# zwei werte zurückgeben



## tommy07 (10. Juni 2005)

Hallo,
wie schaffe ich es, dass eine Funktion zwei Werte zurückgibt?

Beispiel:

wenn ich will, dass a zurückgegeben wird, schriebe ich einfach 

```
return(a);
```

Was mach ich, wenn ich auch noch b zurückgeben will?


tommy


----------



## Tobias K. (10. Juni 2005)

moin


Das geht so nicht, am besten machst du das über Pointer:

```
void funk(int *a, int *b)
{
    *a++;
    *b++;
}

int main()
{
    int x = 1;
    int y = 2;

    funk(&x, &y);
    
    return 0;
}
```


mfg
umbrasaxum


----------



## Endurion (10. Juni 2005)

In C/C++ geht das direkt gar nicht.

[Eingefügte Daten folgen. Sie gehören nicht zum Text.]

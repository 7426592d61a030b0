//! Spawns the producers and the validator, and collects them on shutdown.
//!
//! Every worker is a named OS thread. Byzantine producers take the lowest
//! ids, starting at [`FIRST_PRODUCER_ID`], followed by the honest ones.

use std::sync::Arc;
use std::thread::{self, JoinHandle};

use tracing::{info, warn};

use minerace_consensus::{
    EventSink, FanOut, MiningStats, Producer, SharedState, StatsSnapshot, TracingSink, Validator,
};
use minerace_core::constants::FIRST_PRODUCER_ID;
use minerace_core::{system_clock, ChainTip, Clock, ProducerId};

use crate::config::SimConfig;
use crate::error::SimError;

/// Final state of a finished run.
#[derive(Debug, Clone, Copy, PartialEq, Eq)]
pub struct SimReport {
    /// Blocks accepted by the validator.
    pub accepted: u64,
    /// Head of the chain at shutdown.
    pub tip: ChainTip,
    /// Counters at shutdown.
    pub stats: StatsSnapshot,
}

/// A running simulation.
pub struct Simulation {
    shared: Arc<SharedState>,
    stats: Arc<MiningStats>,
    validator: JoinHandle<u64>,
    producers: Vec<(String, JoinHandle<()>)>,
}

impl Simulation {
    /// Start a run with the system clock and the default sinks.
    pub fn start(config: &SimConfig) -> Result<Self, SimError> {
        Self::start_with(config, system_clock(), None)
    }

    /// Start a run that also reports every event to `observer`.
    pub fn start_observed(
        config: &SimConfig,
        observer: Arc<dyn EventSink>,
    ) -> Result<Self, SimError> {
        Self::start_with(config, system_clock(), Some(observer))
    }

    /// Start a run with an explicit clock and optional extra sink.
    pub fn start_with(
        config: &SimConfig,
        clock: Clock,
        observer: Option<Arc<dyn EventSink>>,
    ) -> Result<Self, SimError> {
        let difficulty = config.validate()?;

        let stats = Arc::new(MiningStats::new());
        let mut sinks = FanOut::new()
            .with(Arc::new(TracingSink))
            .with(stats.clone());
        if let Some(observer) = observer {
            sinks = sinks.with(observer);
        }

        let shared = Arc::new(SharedState::new(
            difficulty,
            config.digest.provider(),
            clock,
            Arc::new(sinks),
        ));
        {
            let chain = shared.chain();
            let genesis = chain.head();
            info!(
                difficulty = difficulty.bits(),
                expected_attempts = difficulty.expected_attempts(),
                digest = %config.digest,
                checksum = %genesis.checksum,
                timestamp = genesis.header.timestamp,
                "genesis block created"
            );
        }

        let mut validator = Validator::new(shared.clone());
        if let Some(target) = config.target_blocks {
            validator = validator.with_stop_after(target);
        }
        let validator = match spawn("validator".to_string(), move || validator.run()) {
            Ok(handle) => handle,
            Err(e) => {
                shared.shutdown();
                return Err(e);
            }
        };

        let mut sim = Self {
            shared,
            stats,
            validator,
            producers: Vec::with_capacity(config.producers()),
        };

        let byzantine = (0..config.byzantine_miners).map(|_| true);
        let honest = (0..config.honest_miners).map(|_| false);
        for (id, is_byzantine) in (FIRST_PRODUCER_ID..).zip(byzantine.chain(honest)) {
            let id = ProducerId(id);
            let producer = if is_byzantine {
                Producer::byzantine(id, config.byzantine_interval, sim.shared.clone())
            } else {
                Producer::honest(id, sim.shared.clone())
            };
            let name = format!("miner-{id}");
            match spawn(name.clone(), move || producer.run()) {
                Ok(handle) => sim.producers.push((name, handle)),
                Err(e) => {
                    sim.shutdown();
                    // Spawn already failed; panics in the started workers are secondary.
                    sim.join().ok();
                    return Err(e);
                }
            }
        }

        info!(
            honest = config.honest_miners,
            byzantine = config.byzantine_miners,
            target_blocks = ?config.target_blocks,
            "simulation started"
        );

        if config.target_blocks == Some(0) {
            sim.shutdown();
        }
        Ok(sim)
    }

    pub fn shared(&self) -> &Arc<SharedState> {
        &self.shared
    }

    pub fn stats(&self) -> &Arc<MiningStats> {
        &self.stats
    }

    /// Ask every worker to stop. Returns immediately.
    pub fn shutdown(&self) {
        self.shared.shutdown();
    }

    /// Whether the run has been shut down, by request or by reaching its
    /// block target.
    pub fn is_finished(&self) -> bool {
        self.shared.is_shut_down()
    }

    /// Block until every worker has returned.
    ///
    /// Does not request shutdown itself. A panicking worker shuts the rest
    /// down and is reported after all workers are joined.
    pub fn join(self) -> Result<SimReport, SimError> {
        let mut panicked = None;

        let accepted = match self.validator.join() {
            Ok(accepted) => accepted,
            Err(_) => {
                warn!("validator panicked");
                self.shared.shutdown();
                panicked = Some("validator".to_string());
                0
            }
        };
        for (name, handle) in self.producers {
            if handle.join().is_err() {
                warn!(worker = %name, "producer panicked");
                self.shared.shutdown();
                panicked.get_or_insert(name);
            }
        }

        if let Some(worker) = panicked {
            return Err(SimError::WorkerPanicked(worker));
        }

        let report = SimReport {
            accepted,
            tip: self.shared.tip(),
            stats: self.stats.snapshot(),
        };
        info!(
            accepted = report.accepted,
            height = report.tip.height,
            head = %report.tip.checksum,
            "simulation finished"
        );
        Ok(report)
    }
}

fn spawn<T, F>(name: String, f: F) -> Result<JoinHandle<T>, SimError>
where
    F: FnOnce() -> T + Send + 'static,
    T: Send + 'static,
{
    thread::Builder::new()
        .name(name.clone())
        .spawn(f)
        .map_err(|source| SimError::Spawn { worker: name, source })
}

#[cfg(test)]
mod tests {
    use super::*;
    use minerace_consensus::MemorySink;
    use minerace_core::digest::DigestKind;
    use std::time::Duration;

    fn quick(honest: usize, byzantine: usize, blocks: u64) -> SimConfig {
        SimConfig {
            difficulty: 0,
            honest_miners: honest,
            byzantine_miners: byzantine,
            byzantine_interval: Duration::from_millis(1),
            target_blocks: Some(blocks),
            digest: DigestKind::Crc32,
        }
    }

    #[test]
    fn runs_to_target() {
        let sim = Simulation::start(&quick(2, 0, 10)).unwrap();
        let shared = sim.shared().clone();
        let report = sim.join().unwrap();
        assert_eq!(report.accepted, 10);
        assert_eq!(report.tip.height, 10);
        assert_eq!(report.stats.accepted, 10);
        assert!(shared.chain().audit(shared.digest()).is_ok());
    }

    #[test]
    fn byzantine_ids_come_first() {
        let sink = Arc::new(MemorySink::new());
        let config = SimConfig {
            difficulty: 8,
            ..quick(1, 1, 3)
        };
        let sim = Simulation::start_observed(&config, sink.clone()).unwrap();
        sim.join().unwrap();
        let events = sink.events();
        assert!(events
            .iter()
            .filter(|e| e.kind() == "mined")
            .all(|e| e.producer() == ProducerId(2)));
        assert!(events
            .iter()
            .filter(|e| e.kind() == "published" && e.producer() == ProducerId(1))
            .count()
            > 0);
    }

    #[test]
    fn zero_target_stops_immediately() {
        let sim = Simulation::start(&quick(1, 0, 0)).unwrap();
        assert!(sim.is_finished());
        let report = sim.join().unwrap();
        assert_eq!(report.accepted, 0);
    }

    #[test]
    fn external_shutdown_ends_open_run() {
        let config = SimConfig {
            target_blocks: None,
            ..quick(2, 1, 0)
        };
        let sim = Simulation::start(&config).unwrap();
        std::thread::sleep(Duration::from_millis(20));
        sim.shutdown();
        let report = sim.join().unwrap();
        assert_eq!(report.tip.length, report.accepted + 1);
    }

    #[test]
    fn invalid_config_is_rejected() {
        let config = SimConfig {
            difficulty: 99,
            ..SimConfig::default()
        };
        assert!(matches!(
            Simulation::start(&config),
            Err(SimError::Config(_))
        ));
    }
}
//! # minerace-consensus: Mining slot, producers and the validator.
//!
//! Wires the core admission rules into the concurrent handoff:
//! - [`slot::MiningSlot`] - single-capacity rendezvous between producers and
//!   the validator
//! - [`producer::Producer`] - honest or byzantine block producer
//! - [`validator::Validator`] - drains the slot and extends the chain
//! - [`events`] / [`stats`] - structured records of every decision
//!
//! # Lock order
//!
//! Two locks exist: the slot mutex and the chain `RwLock`. Whenever both are
//! held, the slot is taken first. The validator keeps the slot locked from
//! pickup until the chain is updated, and the honest miner's pre-publish
//! height check runs under the slot lock, so that check is serialized with
//! acceptance.

pub mod events;
pub mod producer;
pub mod shared;
pub mod slot;
pub mod stats;
pub mod validator;

pub use events::{Event, EventSink, FanOut, MemorySink, TracingSink};
pub use producer::{Behavior, Producer, Submission};
pub use shared::SharedState;
pub use slot::{MiningSlot, SlotClosed};
pub use stats::{MiningStats, StatsSnapshot};
pub use validator::{Validator, Verdict};
//! `toolstream` server binary.
//!
//! Configuration comes from `TOOLSTREAM_CONFIG` (a JSON file) when set,
//! otherwise from `TOOLSTREAM_*` environment variables.

use std::sync::Arc;

use tokio::net::TcpListener;
use toolstream::assets::{AssetStore, HttpAssetStore, PassthroughAssetStore};
use toolstream::config::RelayConfig;
use toolstream::orchestrator::{Orchestrator, OrchestratorOptions};
use toolstream::quota::{HttpQuotaStore, InMemoryQuotaStore, QuotaGuard, QuotaStore};
use toolstream::server_adapters::axum::{AppState, router};
use toolstream::telemetry;
use toolstream::tools::ToolRegistry;
use toolstream::upstream::OpenAiCompletionClient;
use toolstream::{RelayError, Result};

fn load_config() -> Result<RelayConfig> {
    let config = match std::env::var("TOOLSTREAM_CONFIG") {
        Ok(path) => RelayConfig::from_file(path)?,
        Err(_) => RelayConfig::from_env()?,
    };
    config.validate()?;
    Ok(config)
}

fn build_state(config: &RelayConfig) -> Result<AppState> {
    let http_client = reqwest::Client::builder()
        .connect_timeout(config.upstream.connect_timeout())
        .build()
        .map_err(|e| RelayError::ConfigurationError(format!("Failed to build HTTP client: {e}")))?;

    let assets: Arc<dyn AssetStore> = match &config.assets.base_url {
        Some(url) => Arc::new(HttpAssetStore::new(url, http_client.clone())),
        None => {
            tracing::warn!("no asset store configured; generated media keeps upstream URLs");
            Arc::new(PassthroughAssetStore)
        }
    };
    let quota_store: Arc<dyn QuotaStore> = match &config.quota.identity_base_url {
        Some(url) => Arc::new(HttpQuotaStore::new(url, http_client.clone())),
        None => {
            tracing::warn!(
                default_limit = config.quota.default_limit,
                "no identity service configured; using in-memory quota"
            );
            Arc::new(InMemoryQuotaStore::new(config.quota.default_limit))
        }
    };

    let tools = ToolRegistry::from_config(&config.tools, http_client.clone(), assets);
    let client = OpenAiCompletionClient::with_http_client(&config.upstream, http_client);
    let orchestrator = Orchestrator::new(
        Arc::new(client),
        Arc::new(tools),
        QuotaGuard::new(quota_store, config.quota.window_scaling_factor)
            .with_timeout(config.quota.timeout()),
        OrchestratorOptions::from_config(config),
    );
    Ok(AppState::new(Arc::new(orchestrator)))
}

async fn shutdown_signal() {
    if let Err(e) = tokio::signal::ctrl_c().await {
        tracing::error!("failed to listen for ctrl-c: {}", e);
        std::future::pending::<()>().await;
    }
    tracing::info!("shutdown requested");
}

#[tokio::main]
async fn main() -> std::result::Result<(), Box<dyn std::error::Error>> {
    let _guard = telemetry::init_from_env()?;
    let config = load_config()?;
    let state = build_state(&config)?;

    let listener = TcpListener::bind(&config.server.bind_addr).await?;
    tracing::info!(
        addr = %config.server.bind_addr,
        model = %config.upstream.model,
        "toolstream listening"
    );
    axum::serve(listener, router(state))
        .with_graceful_shutdown(shutdown_signal())
        .await?;
    Ok(())
}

Du kannst aber

A) Ein Struct nehmen, wo beide Parameter reingepackt werden
B) mit Referenzen arbeiten:


```
bool HoleSchnittPunkt( const int a, const int b, int& returnx, int& returny )
{
  // schnippelschnappel
  if ( wirhabeneinenschnittpunkt )
  {
    returnx = 1;
    returny = 2;
    return true;
  }
  return false;
}
```


----------



## charlieb (10. Juni 2005)

Hi,

also wenn man nur 2 Werte übergeben möchte kann man das Template pair<Typ, Typ> nehmen, sollten es jedoch mehr sein/werden können dann ist ein vector vielleicht besser.
Eine Erklärung gibts z.B. hier 

Grüsse
CB


----------



## Tasm-Devil (12. Juni 2005)

Ich würde dir auch Referenzen nahe legen (das mache ich ganz gerne)

Ungetestetes Beispiel:


```
void SWITCH (int A, int B, int &C, int &D)
{
    C = A;
    D = B;
}

int WERTA = 10;
int WERTB = 20;
int WERTC;
int WERTD;
SWITCH(WERTA,WERTB,WERTC,WERTD);
```


----------



## Tobias K. (12. Juni 2005)

moin


*amkopfkratz* was hat deine Funktion mit Werte "switchen" zu tun? Nicht das es falsch ist, aber mich irritiert der Funktionsname.
Aber hast mir wenigstens die Möglichkeit gegeben mal was auszuprobieren...


mfg
umbrasaxum


----------



## Tasm-Devil (12. Juni 2005)

ich weiß auch nich wie ich auf SWITCH kahm ? *kopfgegenbaumhau*


----------



## Tobias K. (12. Juni 2005)

moin


*nochmalamkopfkratz* dürfen Funktionen überhaupt switch heissen? Ich glaub nicht....


mfg
umbrasaxum


----------



## Flegmon (12. Juni 2005)

umbrasaxum hat gesagt.:
			
		

> moin
> 
> 
> *nochmalamkopfkratz* dürfen Funktionen überhaupt switch heissen? Ich glaub nicht....
> ...



solange sie nicht switch (komplett klein) geschrieben sind ja.
Es ist aber eher ungünstig sie so zu benennen.


----------



## Tasm-Devil (17. Juni 2005)

ok ok is ja mein Fehler. Ich komm übrigends grad aus Prag. Schöne Stadt. Billige Kippen und andere Sachen...
gut gut out of Topic


----------



## Kachelator (17. Juni 2005)

> also wenn man nur 2 Werte übergeben möchte kann man das Template pair<Typ, Typ> nehmen, sollten es jedoch mehr sein/werden können dann ist ein vector vielleicht besser.



Wenn es mehr als zwei sein sollen, kann man sehr gut boost::tupel verwenden.

Die Boost-Template-Library kann ich ohnehin jedem empfehlen. Bietet viele nützliche Klassen. Zu beziehen hier (für lau): http://www.boost.org


----------